[Collected data]
########################################

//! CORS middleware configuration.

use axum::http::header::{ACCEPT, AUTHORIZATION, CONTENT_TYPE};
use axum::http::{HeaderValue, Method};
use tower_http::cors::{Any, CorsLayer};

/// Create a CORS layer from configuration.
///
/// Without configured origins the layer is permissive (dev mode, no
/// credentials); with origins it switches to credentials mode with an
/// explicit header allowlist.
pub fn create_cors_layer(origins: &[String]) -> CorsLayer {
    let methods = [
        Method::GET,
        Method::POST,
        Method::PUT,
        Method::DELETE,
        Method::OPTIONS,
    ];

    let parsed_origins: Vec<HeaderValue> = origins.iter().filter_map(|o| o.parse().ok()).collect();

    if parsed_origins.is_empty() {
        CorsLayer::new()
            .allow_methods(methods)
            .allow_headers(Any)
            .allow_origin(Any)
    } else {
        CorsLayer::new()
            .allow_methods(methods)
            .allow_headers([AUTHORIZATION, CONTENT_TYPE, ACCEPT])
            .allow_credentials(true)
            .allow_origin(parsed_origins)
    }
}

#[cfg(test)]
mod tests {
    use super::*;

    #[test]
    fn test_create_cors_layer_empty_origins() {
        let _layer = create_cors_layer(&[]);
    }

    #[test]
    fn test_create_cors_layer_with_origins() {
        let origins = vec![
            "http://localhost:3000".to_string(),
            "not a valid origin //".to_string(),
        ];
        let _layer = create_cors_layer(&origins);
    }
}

########################################

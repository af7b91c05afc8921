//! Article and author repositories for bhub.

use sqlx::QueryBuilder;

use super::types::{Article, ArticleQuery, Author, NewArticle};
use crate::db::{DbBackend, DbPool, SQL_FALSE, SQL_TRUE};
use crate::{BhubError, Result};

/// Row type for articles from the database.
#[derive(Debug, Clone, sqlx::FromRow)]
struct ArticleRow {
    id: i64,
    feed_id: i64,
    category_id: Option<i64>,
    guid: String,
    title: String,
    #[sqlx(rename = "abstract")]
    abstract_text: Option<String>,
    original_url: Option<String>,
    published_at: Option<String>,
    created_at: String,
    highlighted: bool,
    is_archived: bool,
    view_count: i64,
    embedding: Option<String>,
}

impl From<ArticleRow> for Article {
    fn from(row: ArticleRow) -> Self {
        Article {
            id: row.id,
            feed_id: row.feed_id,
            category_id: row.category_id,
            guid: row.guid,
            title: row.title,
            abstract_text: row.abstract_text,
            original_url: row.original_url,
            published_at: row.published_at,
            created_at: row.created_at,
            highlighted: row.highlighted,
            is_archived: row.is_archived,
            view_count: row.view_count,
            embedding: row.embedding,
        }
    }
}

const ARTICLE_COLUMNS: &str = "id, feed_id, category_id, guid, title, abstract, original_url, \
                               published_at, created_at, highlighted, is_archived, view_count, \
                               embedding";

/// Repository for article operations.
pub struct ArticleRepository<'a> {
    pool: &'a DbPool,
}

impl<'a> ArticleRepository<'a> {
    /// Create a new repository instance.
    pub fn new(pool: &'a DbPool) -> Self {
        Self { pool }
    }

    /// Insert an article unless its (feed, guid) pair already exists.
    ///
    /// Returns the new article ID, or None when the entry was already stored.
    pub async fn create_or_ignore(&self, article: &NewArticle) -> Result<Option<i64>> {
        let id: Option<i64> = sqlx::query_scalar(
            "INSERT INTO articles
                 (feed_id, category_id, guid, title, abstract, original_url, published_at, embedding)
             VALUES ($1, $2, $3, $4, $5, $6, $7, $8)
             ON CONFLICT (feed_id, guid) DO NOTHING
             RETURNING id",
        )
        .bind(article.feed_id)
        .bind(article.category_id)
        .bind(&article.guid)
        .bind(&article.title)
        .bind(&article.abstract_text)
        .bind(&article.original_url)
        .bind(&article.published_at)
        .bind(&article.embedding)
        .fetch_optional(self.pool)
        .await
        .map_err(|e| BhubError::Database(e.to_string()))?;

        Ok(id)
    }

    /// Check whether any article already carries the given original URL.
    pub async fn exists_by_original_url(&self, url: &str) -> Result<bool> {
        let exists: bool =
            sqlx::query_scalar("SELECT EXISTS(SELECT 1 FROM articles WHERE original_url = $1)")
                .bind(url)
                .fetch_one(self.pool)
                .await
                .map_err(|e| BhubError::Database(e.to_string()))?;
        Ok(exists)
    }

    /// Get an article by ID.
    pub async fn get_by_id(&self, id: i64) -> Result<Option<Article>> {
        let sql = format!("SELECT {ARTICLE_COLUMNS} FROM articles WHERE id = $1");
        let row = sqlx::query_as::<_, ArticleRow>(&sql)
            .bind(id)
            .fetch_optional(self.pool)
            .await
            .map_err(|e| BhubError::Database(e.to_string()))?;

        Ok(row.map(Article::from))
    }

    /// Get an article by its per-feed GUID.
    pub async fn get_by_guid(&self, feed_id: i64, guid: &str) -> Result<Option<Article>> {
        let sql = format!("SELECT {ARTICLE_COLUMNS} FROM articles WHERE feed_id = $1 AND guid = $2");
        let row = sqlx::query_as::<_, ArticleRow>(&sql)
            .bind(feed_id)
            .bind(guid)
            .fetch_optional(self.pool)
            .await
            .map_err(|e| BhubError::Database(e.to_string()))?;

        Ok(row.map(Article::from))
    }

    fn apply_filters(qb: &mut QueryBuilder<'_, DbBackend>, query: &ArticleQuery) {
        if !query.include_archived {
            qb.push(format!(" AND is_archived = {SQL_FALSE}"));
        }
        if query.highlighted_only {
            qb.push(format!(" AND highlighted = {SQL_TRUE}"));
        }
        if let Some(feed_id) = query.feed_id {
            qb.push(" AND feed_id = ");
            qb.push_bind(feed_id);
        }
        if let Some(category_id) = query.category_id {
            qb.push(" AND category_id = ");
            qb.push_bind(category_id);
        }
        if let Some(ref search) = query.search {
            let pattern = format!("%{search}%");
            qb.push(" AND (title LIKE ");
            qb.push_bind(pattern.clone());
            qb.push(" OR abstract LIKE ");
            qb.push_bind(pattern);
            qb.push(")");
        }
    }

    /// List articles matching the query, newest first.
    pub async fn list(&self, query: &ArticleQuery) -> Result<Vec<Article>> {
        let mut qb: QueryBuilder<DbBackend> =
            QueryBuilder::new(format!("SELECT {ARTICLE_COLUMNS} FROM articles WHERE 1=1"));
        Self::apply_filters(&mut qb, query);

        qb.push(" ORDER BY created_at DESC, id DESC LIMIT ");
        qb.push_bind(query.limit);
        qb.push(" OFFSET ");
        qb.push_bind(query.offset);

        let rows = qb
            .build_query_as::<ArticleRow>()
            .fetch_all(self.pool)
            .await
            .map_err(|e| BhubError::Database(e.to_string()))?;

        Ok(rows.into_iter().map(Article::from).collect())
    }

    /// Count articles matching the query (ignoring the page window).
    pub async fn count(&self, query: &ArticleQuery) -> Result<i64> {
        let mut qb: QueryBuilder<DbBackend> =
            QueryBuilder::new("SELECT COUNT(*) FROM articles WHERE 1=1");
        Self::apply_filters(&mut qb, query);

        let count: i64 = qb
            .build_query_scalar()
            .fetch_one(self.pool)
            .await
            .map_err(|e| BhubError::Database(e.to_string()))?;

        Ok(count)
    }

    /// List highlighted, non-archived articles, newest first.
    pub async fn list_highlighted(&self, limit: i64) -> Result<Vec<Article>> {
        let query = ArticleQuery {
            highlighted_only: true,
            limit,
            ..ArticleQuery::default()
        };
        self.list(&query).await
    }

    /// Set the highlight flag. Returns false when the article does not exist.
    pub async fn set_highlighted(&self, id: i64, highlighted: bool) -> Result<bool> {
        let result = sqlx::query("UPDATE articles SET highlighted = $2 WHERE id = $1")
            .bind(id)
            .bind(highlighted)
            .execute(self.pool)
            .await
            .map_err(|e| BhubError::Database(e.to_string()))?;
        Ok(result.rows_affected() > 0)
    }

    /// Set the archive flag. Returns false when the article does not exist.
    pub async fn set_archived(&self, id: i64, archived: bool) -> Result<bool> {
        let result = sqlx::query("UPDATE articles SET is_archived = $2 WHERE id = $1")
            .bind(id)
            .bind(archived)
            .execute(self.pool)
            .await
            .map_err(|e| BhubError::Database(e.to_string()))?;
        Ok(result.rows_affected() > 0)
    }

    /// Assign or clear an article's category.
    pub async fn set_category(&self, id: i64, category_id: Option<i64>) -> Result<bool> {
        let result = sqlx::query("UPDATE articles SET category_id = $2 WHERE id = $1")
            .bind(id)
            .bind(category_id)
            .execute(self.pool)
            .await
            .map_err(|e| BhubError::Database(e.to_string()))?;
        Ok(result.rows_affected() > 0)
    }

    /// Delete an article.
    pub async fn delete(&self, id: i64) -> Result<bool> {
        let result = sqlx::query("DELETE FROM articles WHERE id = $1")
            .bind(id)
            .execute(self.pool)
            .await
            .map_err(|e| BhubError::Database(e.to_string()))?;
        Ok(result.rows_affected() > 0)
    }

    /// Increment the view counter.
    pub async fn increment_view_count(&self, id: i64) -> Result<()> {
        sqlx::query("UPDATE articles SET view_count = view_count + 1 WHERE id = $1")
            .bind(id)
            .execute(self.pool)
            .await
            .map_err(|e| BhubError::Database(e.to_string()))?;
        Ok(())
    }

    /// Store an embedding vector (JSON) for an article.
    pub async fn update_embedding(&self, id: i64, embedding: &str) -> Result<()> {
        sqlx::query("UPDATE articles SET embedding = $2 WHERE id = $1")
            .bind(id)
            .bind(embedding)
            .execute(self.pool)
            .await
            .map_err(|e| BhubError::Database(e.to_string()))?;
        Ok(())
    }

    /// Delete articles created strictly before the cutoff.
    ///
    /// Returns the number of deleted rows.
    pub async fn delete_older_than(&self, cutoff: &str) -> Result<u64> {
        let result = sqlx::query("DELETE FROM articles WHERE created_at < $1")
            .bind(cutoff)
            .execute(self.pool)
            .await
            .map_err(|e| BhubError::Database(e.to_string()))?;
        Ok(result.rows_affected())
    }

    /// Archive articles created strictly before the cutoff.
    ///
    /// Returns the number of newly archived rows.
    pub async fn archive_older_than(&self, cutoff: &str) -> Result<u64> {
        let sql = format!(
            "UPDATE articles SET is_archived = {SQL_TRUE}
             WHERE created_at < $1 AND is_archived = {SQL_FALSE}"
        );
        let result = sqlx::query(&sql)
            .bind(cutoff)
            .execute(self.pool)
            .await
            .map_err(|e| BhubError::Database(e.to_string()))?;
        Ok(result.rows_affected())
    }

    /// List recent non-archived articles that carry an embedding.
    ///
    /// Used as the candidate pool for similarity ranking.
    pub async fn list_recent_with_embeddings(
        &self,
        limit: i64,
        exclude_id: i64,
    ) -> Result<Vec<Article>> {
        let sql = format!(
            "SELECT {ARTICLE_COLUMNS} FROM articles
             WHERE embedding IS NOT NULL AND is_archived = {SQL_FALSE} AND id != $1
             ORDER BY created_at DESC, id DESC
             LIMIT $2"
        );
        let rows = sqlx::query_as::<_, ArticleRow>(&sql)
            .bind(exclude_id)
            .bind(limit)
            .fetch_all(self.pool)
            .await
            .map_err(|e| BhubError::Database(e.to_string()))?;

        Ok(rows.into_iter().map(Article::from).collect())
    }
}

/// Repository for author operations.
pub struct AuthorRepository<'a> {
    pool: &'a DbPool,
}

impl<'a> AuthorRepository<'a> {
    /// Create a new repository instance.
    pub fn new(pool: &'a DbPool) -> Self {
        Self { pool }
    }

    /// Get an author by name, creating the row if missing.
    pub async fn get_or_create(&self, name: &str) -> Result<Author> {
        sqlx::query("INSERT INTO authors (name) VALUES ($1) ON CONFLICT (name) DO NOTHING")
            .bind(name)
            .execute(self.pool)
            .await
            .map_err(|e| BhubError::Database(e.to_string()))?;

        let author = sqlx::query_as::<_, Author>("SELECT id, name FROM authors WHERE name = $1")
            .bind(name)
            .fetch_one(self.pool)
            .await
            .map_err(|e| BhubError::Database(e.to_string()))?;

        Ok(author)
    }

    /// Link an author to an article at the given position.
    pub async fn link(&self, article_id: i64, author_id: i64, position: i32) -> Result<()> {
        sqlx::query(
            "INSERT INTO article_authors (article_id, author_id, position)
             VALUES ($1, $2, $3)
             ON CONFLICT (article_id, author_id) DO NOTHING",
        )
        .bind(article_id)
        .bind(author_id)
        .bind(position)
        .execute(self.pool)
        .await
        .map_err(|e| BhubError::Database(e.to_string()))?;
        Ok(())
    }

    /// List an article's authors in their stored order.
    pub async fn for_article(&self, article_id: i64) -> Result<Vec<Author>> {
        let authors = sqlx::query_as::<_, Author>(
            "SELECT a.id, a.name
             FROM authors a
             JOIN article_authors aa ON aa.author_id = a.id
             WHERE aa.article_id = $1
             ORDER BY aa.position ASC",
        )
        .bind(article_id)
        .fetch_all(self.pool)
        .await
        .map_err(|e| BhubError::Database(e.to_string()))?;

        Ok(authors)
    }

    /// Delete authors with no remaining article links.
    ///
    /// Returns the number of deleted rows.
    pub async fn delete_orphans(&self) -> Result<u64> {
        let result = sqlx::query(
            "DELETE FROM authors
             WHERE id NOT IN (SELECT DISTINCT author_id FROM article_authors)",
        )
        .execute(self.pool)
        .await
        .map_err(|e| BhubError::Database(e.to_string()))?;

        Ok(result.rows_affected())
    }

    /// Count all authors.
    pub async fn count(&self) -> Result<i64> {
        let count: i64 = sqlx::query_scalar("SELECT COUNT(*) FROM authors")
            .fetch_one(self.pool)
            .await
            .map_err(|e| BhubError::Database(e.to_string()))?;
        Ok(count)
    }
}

########################################

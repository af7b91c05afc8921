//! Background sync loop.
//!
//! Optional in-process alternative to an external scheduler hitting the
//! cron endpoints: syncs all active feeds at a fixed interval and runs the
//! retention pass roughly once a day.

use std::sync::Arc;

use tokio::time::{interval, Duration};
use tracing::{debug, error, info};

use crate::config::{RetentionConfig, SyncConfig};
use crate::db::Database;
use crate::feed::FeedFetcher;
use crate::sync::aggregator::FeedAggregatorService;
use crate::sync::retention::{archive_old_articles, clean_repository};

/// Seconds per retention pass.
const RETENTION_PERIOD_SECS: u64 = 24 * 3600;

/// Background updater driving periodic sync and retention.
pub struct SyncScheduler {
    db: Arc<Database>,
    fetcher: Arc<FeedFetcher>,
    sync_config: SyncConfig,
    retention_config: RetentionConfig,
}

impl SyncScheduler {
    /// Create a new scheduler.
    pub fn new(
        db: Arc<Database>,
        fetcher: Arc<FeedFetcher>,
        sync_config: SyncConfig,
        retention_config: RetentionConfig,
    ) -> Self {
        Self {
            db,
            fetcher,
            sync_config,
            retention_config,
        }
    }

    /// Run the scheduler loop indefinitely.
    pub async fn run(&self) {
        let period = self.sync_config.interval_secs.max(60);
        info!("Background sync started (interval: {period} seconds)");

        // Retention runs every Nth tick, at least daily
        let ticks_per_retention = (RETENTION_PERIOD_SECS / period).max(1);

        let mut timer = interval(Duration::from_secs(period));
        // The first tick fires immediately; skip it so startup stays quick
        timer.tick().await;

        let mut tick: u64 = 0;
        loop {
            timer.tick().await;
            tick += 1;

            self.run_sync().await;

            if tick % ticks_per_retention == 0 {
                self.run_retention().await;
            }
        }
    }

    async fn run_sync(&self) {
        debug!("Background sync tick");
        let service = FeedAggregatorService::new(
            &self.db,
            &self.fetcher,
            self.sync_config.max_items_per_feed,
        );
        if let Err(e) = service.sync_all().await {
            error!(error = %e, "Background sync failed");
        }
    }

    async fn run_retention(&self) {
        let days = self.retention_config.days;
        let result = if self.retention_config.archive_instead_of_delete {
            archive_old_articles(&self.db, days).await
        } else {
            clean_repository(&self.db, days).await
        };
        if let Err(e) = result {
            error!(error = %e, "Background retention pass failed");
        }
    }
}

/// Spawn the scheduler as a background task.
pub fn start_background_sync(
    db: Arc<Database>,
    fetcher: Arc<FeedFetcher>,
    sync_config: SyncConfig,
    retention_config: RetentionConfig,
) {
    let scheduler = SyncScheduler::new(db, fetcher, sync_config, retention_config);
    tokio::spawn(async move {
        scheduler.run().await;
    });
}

########################################

▶ HOW TO COMPLETE THIS TASK: Where a line above holds the word "already", copy it.

▶ THE ANSWER:
    /// Insert an article unless its (feed, guid) pair already exists.
    /// Returns the new article ID, or None when the entry was already stored.
    /// Check whether any article already carries the given original URL.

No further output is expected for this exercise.